Occult Classic, Kill the Noise’s debut full-length LP, continues Jake’s willingness to experiment and surprise listeners. On this album, Jake takes some of the trendier sounds in mainstream electronic music – electro house, trap, dubstep – and completely fucks with them in any way that he can, which leads to a handful of tracks that, in spite of having familiar, worn-out formulas, feel anything but anonymous. It isn’t the artsy, highfalutin approach to familiar dance music formulas that is Jamie xx’s In Colour. Rather, Occult Classic is a playful, zany effort that’s often times masquerading as an expected, color-by-the-numbers EDM record.

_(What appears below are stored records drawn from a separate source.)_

//! Output sink contract.

/// Destination for text produced by the interpreter.
///
/// The scrollback buffer is the usual implementation; `Vec<String>` is
/// provided for hosts that post-process output (and for tests).
pub trait OutputSink {
    /// Append one message. Multi-line messages are split by the sink.
    fn append(&mut self, message: &str);

    /// Drop everything appended so far.
    fn clear(&mut self);
}

impl OutputSink for Vec<String> {
    fn append(&mut self, message: &str) {
        self.push(message.to_string());
    }

    fn clear(&mut self) {
        Vec::clear(self);
    }
}
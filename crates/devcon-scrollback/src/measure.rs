//! Text measurement.
//!
//! The scrollback wraps text using glyph advances supplied by the host's
//! font system. Wrapping asks for every character's width on every
//! re-layout, so hosts usually wrap their measurer in [`CachedMeasure`].

use std::cell::RefCell;
use std::collections::HashMap;

/// Supplies glyph advances for the current console font.
pub trait TextMeasure {
    /// Horizontal advance of one character.
    fn char_width(&self, ch: char) -> f32;

    /// Sum of the advances of every character in `text`.
    fn text_width(&self, text: &str) -> f32 {
        text.chars().map(|ch| self.char_width(ch)).sum()
    }
}

/// Fixed advance for every character.
#[derive(Debug, Clone, Copy, PartialEq)]
pub struct Monospace {
    advance: f32,
}

impl Monospace {
    /// Measurer where every glyph is `advance` wide.
    pub fn new(advance: f32) -> Self {
        Self { advance }
    }
}

impl TextMeasure for Monospace {
    fn char_width(&self, _ch: char) -> f32 {
        self.advance
    }
}

/// Memoizes another measurer per character.
pub struct CachedMeasure<M> {
    inner: M,
    cache: RefCell<HashMap<char, f32>>,
}

impl<M: TextMeasure> CachedMeasure<M> {
    pub fn new(inner: M) -> Self {
        Self {
            inner,
            cache: RefCell::new(HashMap::new()),
        }
    }

    /// Swap the underlying font. Cached widths are discarded.
    pub fn replace(&mut self, inner: M) {
        self.inner = inner;
        self.cache.get_mut().clear();
    }

    /// Number of memoized characters.
    pub fn cached(&self) -> usize {
        self.cache.borrow().len()
    }
}

impl<M: TextMeasure> TextMeasure for CachedMeasure<M> {
    fn char_width(&self, ch: char) -> f32 {
        if let Some(w) = self.cache.borrow().get(&ch) {
            return *w;
        }
        let w = self.inner.char_width(ch);
        self.cache.borrow_mut().insert(ch, w);
        w
    }
}
//! Scrollback engine for the devcon console.
//!
//! Output is kept as a bounded history of [`TextLayoutEntry`] values stored
//! in a [`CircularArray`]. Each entry is wrapped against the available width
//! using a [`TextMeasure`] collaborator, and the buffer keeps a running count
//! of wrapped rows so entries that scroll completely out of view can be
//! evicted. Entries are recycled through a [`Pool`].

pub mod buffer;
pub mod circular;
pub mod entry;
pub mod measure;
pub mod pool;

pub use buffer::{ScrollbackBuffer, VisibleRow};
pub use circular::CircularArray;
pub use entry::{LineLayout, TextLayoutEntry};
pub use measure::{CachedMeasure, Monospace, TextMeasure};
pub use pool::{Pool, Poolable};
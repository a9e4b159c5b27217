use super::Customer;

/// The bank holds its customers in the order they were registered.
#[derive(Debug, Clone, Default, PartialEq)]
pub struct Bank {
    customers: Vec<Customer>,
}

impl Bank {
    pub fn new() -> Self {
        Self::default()
    }

    pub fn add_customer(&mut self, customer: Customer) {
        self.customers.push(customer);
    }

    pub fn with_customer(mut self, customer: Customer) -> Self {
        self.add_customer(customer);
        self
    }

    pub fn customers(&self) -> &[Customer] {
        &self.customers
    }

    pub fn customers_mut(&mut self) -> impl Iterator<Item = &mut Customer> {
        self.customers.iter_mut()
    }

    /// Find the customer holding the given account.
    ///
    /// Accounts don't point back to their owner; this lookup replaces that
    /// back-reference.
    pub fn owner_of(&self, account_number: &str) -> Option<&Customer> {
        self.customers
            .iter()
            .find(|customer| customer.account(account_number).is_some())
    }
}
use super::{Amount, Timestamp};

/// A single ledger entry.
///
/// The sign of the amount tells what happened: positive amounts are deposits,
/// negative amounts are withdrawals. Amounts are never zero.
#[derive(Debug, Clone, PartialEq)]
pub struct Transaction {
    amount: Amount,
    timestamp: Timestamp,
}

impl Transaction {
    // Only accounts create transactions, after validating the amount.
    pub(super) fn new(amount: Amount, timestamp: Timestamp) -> Self {
        Self { amount, timestamp }
    }

    pub fn amount(&self) -> Amount {
        self.amount
    }

    pub fn timestamp(&self) -> Timestamp {
        self.timestamp
    }

    pub fn is_withdrawal(&self) -> bool {
        self.amount.is_sign_negative()
    }
}

/// Sum the amounts of a sequence of transactions.
pub fn sum(transactions: &[Transaction]) -> Amount {
    transactions.iter().map(Transaction::amount).sum()
}
use crate::bank::{Account, AccountType, Amount, Bank, Timestamp};
use crate::interest::InterestCalculator;

use serde::Serialize;

#[derive(Serialize)]
struct InterestRecord<'a> {
    customer: &'a str,

    #[serde(rename = "account")]
    account_number: &'a str,

    #[serde(rename = "type")]
    account_type: AccountType,

    balance: Amount,

    interest: Amount,
}

impl<'a> InterestRecord<'a> {
    fn new(customer: &'a str, account: &'a Account, calculator: &InterestCalculator) -> Self {
        Self {
            customer,
            account_number: account.account_number(),
            account_type: account.account_type(),
            balance: account.balance(),
            interest: calculator.interest_earned_by_account(account),
        }
    }
}

/// Writes one CSV row per account of the bank to the given stream, with the
/// interest each account earns in one year as of `at`.
pub fn write(
    output_stream: impl std::io::Write,
    bank: &Bank,
    at: Timestamp,
) -> Result<(), std::io::Error> {
    let calculator = InterestCalculator::new(at);
    let mut writer = csv::Writer::from_writer(output_stream);

    for customer in bank.customers() {
        for account in customer.accounts() {
            writer.serialize(InterestRecord::new(customer.name(), account, &calculator))?;
        }
    }

    writer.flush()
}
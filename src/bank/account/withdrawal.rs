use crate::bank::{Amount, Timestamp};

use super::account::{Account, TransactionError};
use tracing::debug;

impl Account {
    /// Withdraw `amount` now.
    pub fn withdraw(&mut self, amount: Amount) -> Result<(), TransactionError> {
        self.withdraw_at(amount, chrono::Utc::now())
    }

    /// Withdraw `amount`, recorded at the given instant.
    ///
    /// The ledger stores the negated amount. There is no overdraft check: the
    /// balance is allowed to go negative.
    pub fn withdraw_at(&mut self, amount: Amount, at: Timestamp) -> Result<(), TransactionError> {
        if amount <= Amount::ZERO {
            debug!(account = %self.account_number(), %amount, "rejected withdrawal");
            return Err(TransactionError::InvalidAmount(amount));
        }

        self.record(-amount, at)?;
        debug!(account = %self.account_number(), %amount, "withdrew");

        Ok(())
    }
}
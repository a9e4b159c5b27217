//! Rate schedules: how much interest a balance earns in one year.
//!
//! A schedule only knows about rates and tiers. Rounding is left to the
//! caller, so that sub-totals of individual tiers are never rounded.

use crate::bank::{Amount, Timestamp, Transaction};

use super::quiet_period::no_withdrawal_within;
use rust_decimal_macros::dec;

/// Upper bounds of every tier but the last, which is unbounded.
pub const TIER_LIMITS: [Amount; 2] = [dec!(1000), dec!(2000)];

/// How far back a withdrawal cancels the quiet-period bonus.
pub const WITHDRAWAL_WINDOW_DAYS: i64 = 10;

pub const CURRENT: RateSchedule = RateSchedule::Tiered(&[dec!(0.001)]);

pub const SAVINGS: RateSchedule = RateSchedule::Tiered(&[dec!(0.001), dec!(0.002)]);

pub const MAXI_SAVINGS: RateSchedule =
    RateSchedule::Tiered(&[dec!(0.02), dec!(0.05), dec!(0.10)]);

pub const MAXI_SAVINGS_ADD: RateSchedule = RateSchedule::QuietPeriod {
    recent_withdrawal_rate: dec!(0.001),
    quiet_rate: dec!(0.05),
    window_days: WITHDRAWAL_WINDOW_DAYS,
};

#[derive(Debug, Clone, Copy, PartialEq)]
pub enum RateSchedule {
    /// Rate `i` applies to the part of the balance between `TIER_LIMITS[i - 1]`
    /// and `TIER_LIMITS[i]`. The last rate applies to everything above the
    /// previous limit. A single rate is a flat schedule.
    Tiered(&'static [Amount]),

    /// One rate over the whole balance, chosen by whether the account made a
    /// withdrawal within the last `window_days` days.
    QuietPeriod {
        recent_withdrawal_rate: Amount,
        quiet_rate: Amount,
        window_days: i64,
    },
}

impl RateSchedule {
    /// Unrounded interest earned in one year.
    ///
    /// `transactions` and `at` only matter to schedules that look at the
    /// withdrawal history. Negative balances earn nothing.
    pub fn annual_interest(
        &self,
        balance: Amount,
        transactions: &[Transaction],
        at: Timestamp,
    ) -> Amount {
        let balance = balance.max(Amount::ZERO);

        match *self {
            Self::Tiered(rates) => tiered_interest(balance, rates),
            Self::QuietPeriod {
                recent_withdrawal_rate,
                quiet_rate,
                window_days,
            } => {
                if no_withdrawal_within(transactions, window_days, at) {
                    balance * quiet_rate
                } else {
                    balance * recent_withdrawal_rate
                }
            }
        }
    }

    pub fn flat_rate(&self) -> Amount {
        match self {
            Self::Tiered(rates) => rates.first().copied().unwrap_or_default(),
            Self::QuietPeriod {
                recent_withdrawal_rate,
                ..
            } => *recent_withdrawal_rate,
        }
    }

    pub fn second_rate(&self) -> Option<Amount> {
        match self {
            Self::Tiered(rates) => rates.get(1).copied(),
            Self::QuietPeriod { quiet_rate, .. } => Some(*quiet_rate),
        }
    }

    pub fn third_rate(&self) -> Option<Amount> {
        match self {
            Self::Tiered(rates) => rates.get(2).copied(),
            Self::QuietPeriod { .. } => None,
        }
    }
}

// Walk the tiers from the bottom up, charging each slice of the balance at
// its own rate, until the balance is used up.
fn tiered_interest(balance: Amount, rates: &[Amount]) -> Amount {
    let mut interest = Amount::ZERO;
    let mut floor = Amount::ZERO;

    for (tier, rate) in rates.iter().enumerate() {
        let is_last = tier + 1 == rates.len();
        let ceiling = match TIER_LIMITS.get(tier) {
            Some(limit) if !is_last => balance.min(*limit),
            _ => balance,
        };
        if ceiling <= floor {
            break;
        }

        interest += (ceiling - floor) * *rate;
        floor = ceiling;
    }

    interest
}

#[cfg(test)]
mod tests {
    use super::{RateSchedule, CURRENT, MAXI_SAVINGS, MAXI_SAVINGS_ADD, SAVINGS};

    use chrono::{Duration, TimeZone, Utc};
    use rust_decimal_macros::dec;

    #[test]
    fn test_current() {
        let at = Utc.with_ymd_and_hms(2024, 6, 1, 0, 0, 0).unwrap();

        for (balance, want) in vec![
            (dec!(0), dec!(0)),
            (dec!(100), dec!(0.1)),
            (dec!(1000), dec!(1)),
            (dec!(3000), dec!(3)),
        ] {
            assert_eq!(want, CURRENT.annual_interest(balance, &[], at), "{}", balance);
        }
    }

    #[test]
    fn test_savings() {
        let at = Utc.with_ymd_and_hms(2024, 6, 1, 0, 0, 0).unwrap();

        for (balance, want) in vec![
            (dec!(500), dec!(0.5)),
            (dec!(1000), dec!(1)),
            (dec!(1000.01), dec!(1.00002)),
            (dec!(1500), dec!(2)),
            (dec!(3000), dec!(5)),
        ] {
            assert_eq!(want, SAVINGS.annual_interest(balance, &[], at), "{}", balance);
        }
    }

    #[test]
    fn test_maxi_savings() {
        let at = Utc.with_ymd_and_hms(2024, 6, 1, 0, 0, 0).unwrap();

        for (balance, want) in vec![
            (dec!(500), dec!(10)),
            (dec!(1000), dec!(20)),
            (dec!(1000.5), dec!(20.025)),
            (dec!(1500), dec!(45)),
            (dec!(2000), dec!(70)),
            (dec!(2500), dec!(120)),
            (dec!(3000), dec!(170)),
        ] {
            assert_eq!(want, MAXI_SAVINGS.annual_interest(balance, &[], at), "{}", balance);
        }
    }

    #[test]
    fn test_negative_balance_earns_nothing() {
        let at = Utc.with_ymd_and_hms(2024, 6, 1, 0, 0, 0).unwrap();

        for schedule in vec![CURRENT, SAVINGS, MAXI_SAVINGS, MAXI_SAVINGS_ADD] {
            assert_eq!(dec!(0), schedule.annual_interest(dec!(-250), &[], at));
        }
    }

    #[test]
    fn test_monotonic_in_balance() {
        let at = Utc.with_ymd_and_hms(2024, 6, 1, 0, 0, 0).unwrap();

        for schedule in vec![CURRENT, SAVINGS, MAXI_SAVINGS, MAXI_SAVINGS_ADD] {
            let mut previous = dec!(0);
            let mut balance = dec!(-100);
            while balance <= dec!(3500) {
                let interest = schedule.annual_interest(balance, &[], at);
                assert!(interest >= dec!(0));
                assert!(interest >= previous, "{:?} at {}", schedule, balance);
                previous = interest;
                balance += dec!(12.5);
            }
        }
    }

    #[test]
    fn test_quiet_period() {
        use crate::bank::{Account, AccountType};

        let at = Utc.with_ymd_and_hms(2024, 6, 11, 0, 0, 0).unwrap();

        let mut quiet = Account::new("1", AccountType::MaxiSavingsAdd);
        quiet.deposit_at(dec!(1000), at - Duration::days(30)).unwrap();
        quiet.withdraw_at(dec!(100), at - Duration::days(11)).unwrap();
        assert_eq!(
            dec!(45),
            MAXI_SAVINGS_ADD.annual_interest(quiet.balance(), quiet.transactions(), at)
        );

        let mut recent = quiet.clone();
        recent.withdraw_at(dec!(100), at - Duration::days(3)).unwrap();
        assert_eq!(
            dec!(0.8),
            MAXI_SAVINGS_ADD.annual_interest(recent.balance(), recent.transactions(), at)
        );
    }

    #[test]
    fn test_custom_tiers() {
        let at = Utc.with_ymd_and_hms(2024, 6, 1, 0, 0, 0).unwrap();
        const TWO_TIERS: RateSchedule = RateSchedule::Tiered(&[dec!(0.01), dec!(0.1)]);

        assert_eq!(dec!(10), TWO_TIERS.annual_interest(dec!(1000), &[], at));
        assert_eq!(dec!(110), TWO_TIERS.annual_interest(dec!(2000), &[], at));
    }
}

For the first few minutes of Occult Classic, you’ll probably be suckered into thinking it’s just another sugary, generic piece of EDM ephemera. Kill It 4 the Kids isn’t a bad track by any means – it’s a fun and upbeat dubstep banger with a massive drop and anthemic vocals from Awolnation, but it does feel a bit innocuous with its drop-heavy formula and emphasis on wobble bass. This sort of plainness carries over into tracks like Louder, a four-to-the-floor electro house track so bereft of any standout qualities that it’s almost biblical. Lose Ya Love, which, despite its use of an interesting Emotions sample, eventually devolves into a second-rate piece of festival trap.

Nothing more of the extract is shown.